İktidarın yalanlarını yüzüne vuruyor. 1000 küsur odacıklı binayı “saray” diyerek milleti aydınlatıyor. Kısacası koyun gibi güdülemiyor.
‘Bu büyük suçları işleyenleri Allah taş keser’ dercesine heykeli oraya dikmişiz.

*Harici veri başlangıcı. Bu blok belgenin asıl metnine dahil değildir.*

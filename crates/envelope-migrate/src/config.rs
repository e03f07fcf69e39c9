//! Configuration loading and validation for the migration tool.

use anyhow::{Context, Result};
use fieldcrypt::CryptoConfig;
use serde::Deserialize;

/// Validated envelope-migrate configuration.
#[derive(Clone, Deserialize)]
pub struct Config {
    /// Engine used for the rewritten envelopes.
    #[serde(default = "default_encryption_version")]
    pub encryption_version: String,

    /// Key for the rewritten envelopes. **Required.**
    pub encryption_secret: String,

    /// Key the input was written with. Defaults to `encryption_secret`.
    #[serde(default)]
    pub source_encryption_secret: Option<String>,

    /// Echo undecryptable lines unchanged instead of aborting.
    #[serde(default)]
    pub skip_undecryptable: bool,

    /// Tracing log level.
    #[serde(default = "default_log_level")]
    pub log_level: String,

    /// OTLP gRPC endpoint; span export is disabled when unset.
    #[serde(default)]
    pub otel_exporter_otlp_endpoint: Option<String>,
}

fn default_encryption_version() -> String {
    "v1".into()
}
fn default_log_level() -> String {
    "info".into()
}

impl Config {
    /// Load and validate configuration from environment variables.
    pub fn from_env() -> Result<Self> {
        let cfg = config::Config::builder()
            .add_source(config::Environment::default())
            .build()
            .context("failed to build envelope-migrate configuration")?;

        let c: Config = cfg
            .try_deserialize()
            .context("failed to deserialise envelope-migrate configuration")?;

        c.validate()?;
        Ok(c)
    }

    pub fn target_crypto(&self) -> CryptoConfig {
        CryptoConfig::new(&self.encryption_version, &self.encryption_secret)
    }

    pub fn source_secret(&self) -> &[u8] {
        self.source_encryption_secret
            .as_deref()
            .unwrap_or(&self.encryption_secret)
            .as_bytes()
    }

    fn validate(&self) -> Result<()> {
        if self.encryption_secret.is_empty() {
            anyhow::bail!("ENCRYPTION_SECRET is required and must not be empty");
        }
        if self
            .source_encryption_secret
            .as_deref()
            .is_some_and(str::is_empty)
        {
            anyhow::bail!("SOURCE_ENCRYPTION_SECRET must not be empty when set");
        }
        if self
            .otel_exporter_otlp_endpoint
            .as_deref()
            .is_some_and(|e| e.trim().is_empty())
        {
            anyhow::bail!("OTEL_EXPORTER_OTLP_ENDPOINT must not be empty when set");
        }
        Ok(())
    }
}

impl std::fmt::Debug for Config {
    fn fmt(&self, f: &mut std::fmt::Formatter<'_>) -> std::fmt::Result {
        f.debug_struct("Config")
            .field("encryption_version", &self.encryption_version)
            .field("skip_undecryptable", &self.skip_undecryptable)
            .field("log_level", &self.log_level)
            .field("otel_exporter_otlp_endpoint", &self.otel_exporter_otlp_endpoint)
            .finish_non_exhaustive()
    }
}

#[cfg(test)]
mod tests {
    use super::*;

    fn valid() -> Config {
        Config {
            encryption_version: "v1".into(),
            encryption_secret: "0123456789abcdef".into(),
            source_encryption_secret: None,
            skip_undecryptable: false,
            log_level: "info".into(),
            otel_exporter_otlp_endpoint: None,
        }
    }

    #[test]
    fn defaults() {
        assert_eq!(default_encryption_version(), "v1");
        assert_eq!(default_log_level(), "info");
    }

    #[test]
    fn validate_accepts_valid_config() {
        assert!(valid().validate().is_ok());
    }

    #[test]
    fn validate_rejects_empty_secret() {
        let cfg = Config {
            encryption_secret: String::new(),
            ..valid()
        };
        assert!(cfg.validate().is_err());
    }

    #[test]
    fn validate_rejects_empty_source_secret() {
        let cfg = Config {
            source_encryption_secret: Some(String::new()),
            ..valid()
        };
        assert!(cfg.validate().is_err());
    }

    #[test]
    fn validate_rejects_blank_endpoint() {
        let cfg = Config {
            otel_exporter_otlp_endpoint: Some(" ".into()),
            ..valid()
        };
        assert!(cfg.validate().is_err());
    }

    #[test]
    fn source_secret_falls_back_to_target() {
        let mut cfg = valid();
        assert_eq!(cfg.source_secret(), b"0123456789abcdef");
        cfg.source_encryption_secret = Some("fedcba9876543210".into());
        assert_eq!(cfg.source_secret(), b"fedcba9876543210");
    }

    #[test]
    fn debug_hides_secrets() {
        let cfg = Config {
            source_encryption_secret: Some("another-secret!!".into()),
            ..valid()
        };
        let dbg = format!("{cfg:?}");
        assert!(!dbg.contains("0123456789abcdef"));
        assert!(!dbg.contains("another-secret"));
    }
}
//! Public-API scenarios: write demographics and devices with the configured
//! engine, read them back, and recover rows written by the legacy engine.

use std::sync::Arc;

use base64::{engine::general_purpose::STANDARD, Engine as _};
use fieldcrypt::mapper::{decrypt_demographics, encrypt_demographics};
use fieldcrypt::model::{City, Device, Gender, Platform, UserDemographics, YearOfBirth};
use fieldcrypt::{
    encryptor_for_ciphertext, new_encryptor, CryptoConfig, CryptoError, DeviceRepository,
    DeviceStore, Encryptor, LegacyEngine, MemoryDeviceStore,
};
use uuid::Uuid;

const SECRET: &str = "0123456789abcdef0123456789abcdef";

fn configured() -> fieldcrypt::VersionedEncryptor {
    new_encryptor(&CryptoConfig::new("v1", SECRET)).expect("v1 config")
}

fn assert_envelope_shape(envelope: &str, nonce_len: usize) {
    let parts: Vec<_> = envelope.split('.').collect();
    assert_eq!(parts.len(), 3, "{envelope}");
    assert_eq!(parts[0], "v1");
    assert!(STANDARD.decode(parts[1]).is_ok());
    assert_eq!(STANDARD.decode(parts[2]).unwrap().len(), nonce_len);
}

#[test]
fn demographics_partial_profile_round_trip() {
    let encryptor = configured();

    let mut profile = UserDemographics::new(Uuid::new_v4(), Uuid::new_v4());
    profile.year_of_birth = YearOfBirth::new(1990);
    profile.gender = Some(Gender::Male);
    profile.city = City::new("Nakano");

    let record = encrypt_demographics(&encryptor, &profile).unwrap();
    assert_eq!(record.populated_fields(), 3);
    assert!(record.prefecture.is_none());
    for field in [&record.year_of_birth, &record.gender, &record.city] {
        assert_envelope_shape(field.as_ref().unwrap().as_str(), 12);
    }

    let back = decrypt_demographics(&encryptor, &record).unwrap();
    assert_eq!(back, profile);
    assert_eq!(back.prefecture, None);
}

#[test]
fn stored_rows_survive_a_json_hop() {
    let encryptor = configured();
    let mut profile = UserDemographics::new(Uuid::new_v4(), Uuid::new_v4());
    profile.city = City::new("Sapporo");

    let record = encrypt_demographics(&encryptor, &profile).unwrap();
    let json = serde_json::to_string(&record).unwrap();
    let restored = serde_json::from_str(&json).unwrap();
    assert_eq!(decrypt_demographics(&encryptor, &restored).unwrap(), profile);
}

#[test]
fn legacy_envelope_is_dispatched_and_decrypted() {
    let legacy = LegacyEngine::new(SECRET.as_bytes()).unwrap();
    let old = legacy.encrypt_string("Nakano").unwrap();
    assert_envelope_shape(&old, 16);

    let resolved = encryptor_for_ciphertext(&old, SECRET.as_bytes()).unwrap();
    assert!(resolved.is_legacy());
    assert_eq!(resolved.decrypt_string(&old).unwrap(), "Nakano");

    let current = configured().encrypt_string("Nakano").unwrap();
    let resolved = encryptor_for_ciphertext(&current, SECRET.as_bytes()).unwrap();
    assert!(!resolved.is_legacy());
}

#[test]
fn malformed_envelopes_are_rejected() {
    let encryptor = configured();
    for bad in ["invalidformat", "v1.data", "v1.a.b.c", ""] {
        assert_eq!(
            encryptor.decrypt_string(bad).unwrap_err(),
            CryptoError::InvalidFormat,
            "{bad:?}"
        );
    }
    assert_eq!(
        encryptor.decrypt_string("v2.YWJj.ZGVm").unwrap_err(),
        CryptoError::UnsupportedVersion("v2".into())
    );
}

#[test]
fn device_repository_over_memory_store() {
    let encryptor: Arc<dyn Encryptor> = Arc::new(configured());
    let repo = DeviceRepository::new(MemoryDeviceStore::new(), encryptor);

    let user = Uuid::new_v4();
    let ios = Device::new(user, "ios-token", Platform::Apns);
    let web = Device::new(user, "web-token", Platform::Web);
    repo.save(&ios).unwrap();
    repo.save(&web).unwrap();

    let stored = repo.store().find_by_id(ios.id).unwrap().unwrap();
    assert!(!stored.device_token.as_str().contains("ios-token"));

    assert_eq!(repo.find_by_id(ios.id).unwrap().unwrap(), ios);
    assert_eq!(repo.find_by_user_id(user).unwrap().len(), 2);

    repo.invalidate(web.id).unwrap();
    let active = repo.active_devices_for_users(&[user]).unwrap();
    assert_eq!(active.len(), 1);
    assert_eq!(active[0].token, "ios-token");
    assert_eq!(repo.all_active_devices().unwrap().len(), 1);

    repo.delete(ios.id).unwrap();
    assert!(repo.find_by_id(ios.id).unwrap().is_none());
}
//! Fixed-width integer encoding: signed 64-bit values as 8 big-endian bytes.

use super::error::{CryptoError, Result};

/// Encoded width of an integer payload.
pub const INT_LEN: usize = 8;

/// Two's-complement big-endian encoding of `value`.
pub fn encode(value: i64) -> [u8; INT_LEN] {
    value.to_be_bytes()
}

/// Decode an integer payload.
///
/// # Errors
///
/// Returns [`CryptoError::InvalidInteger`] unless `bytes` is exactly
/// [`INT_LEN`] bytes.
pub fn decode(bytes: &[u8]) -> Result<i64> {
    let buf: [u8; INT_LEN] = bytes
        .try_into()
        .map_err(|_| CryptoError::InvalidInteger(bytes.len()))?;
    Ok(i64::from_be_bytes(buf))
}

‘Düşün düşün, sonu b..r bu gidişin’ Rodin’cesi. Bu memlekette o heykelin dikilebileceği daha uygun bir yer var mı?
GERÇEK HİKAYESİ
Rodin’in onca heykeli varken “Düşünen Adam” heykelinin kopyasının akıl hastanesinin bahçesine dikilmesi fikri, 1950’li yıllarda başhekimlik yapan Fahri Celal Göktulga’dan çıkmış. 1953 yılında bir dergide heykelin fotoğrafını gören Başhekim Göktulga, heykelin yapımı için orada yatan hastalardan heykeltıraş Kemal Künmat’a ricada bulunmuş. Aslında güzel sanatlar mezunu olmayan, Bakırköy’de yaşayan Künmat, eli yatkın olduğu için Rodin’in eserini yapmayı kabul etmiş. Bakırköy’deki taş ocaklarının birinden çıkartılan devasa kaya, askeri birliklerin de yardımıyla bugünkü heykelin durduğu yere getirilmiş. Düşünen Adam’ı yontmaya başlayan Künmat, heykelin bitmesine az kala ‘Ben bu kadar emek harcıyorum, paramı isterim...’ demeye başlamış. O dönem başhekim yardımcısı olan Faruk Bayülkem, Künmat’ın, Düşünen Adam için 40 bin lira istediğini söylüyor. Başhekim maaşının 400 lira olduğu günlerde zaten ‘heykel ödeneği’ olmadığı için Künmat’ın talebi geri çevrilmiş. Bunun üzerine alıngan heykeltıraş, heykelin elini çenesine koyduğu kolunu yapmadan öylece bırakmış. Başhekim Göktulga, Künmat’ın hastaneden çekip gitmemesi için ikna edilmek üzere yardımcısı Bayülkem’i görevlendirmiş. Künmat’a para verilmemiş ama özel odalarda yatırılmış, gömlek alınıp hediye edilmiş. Bakırköylü Rodin, emeğinin karşılığını alamayınca heykeli öylece bırakarak gitmiş. Heykel 6 ay boyunca kolsuz beklemiş.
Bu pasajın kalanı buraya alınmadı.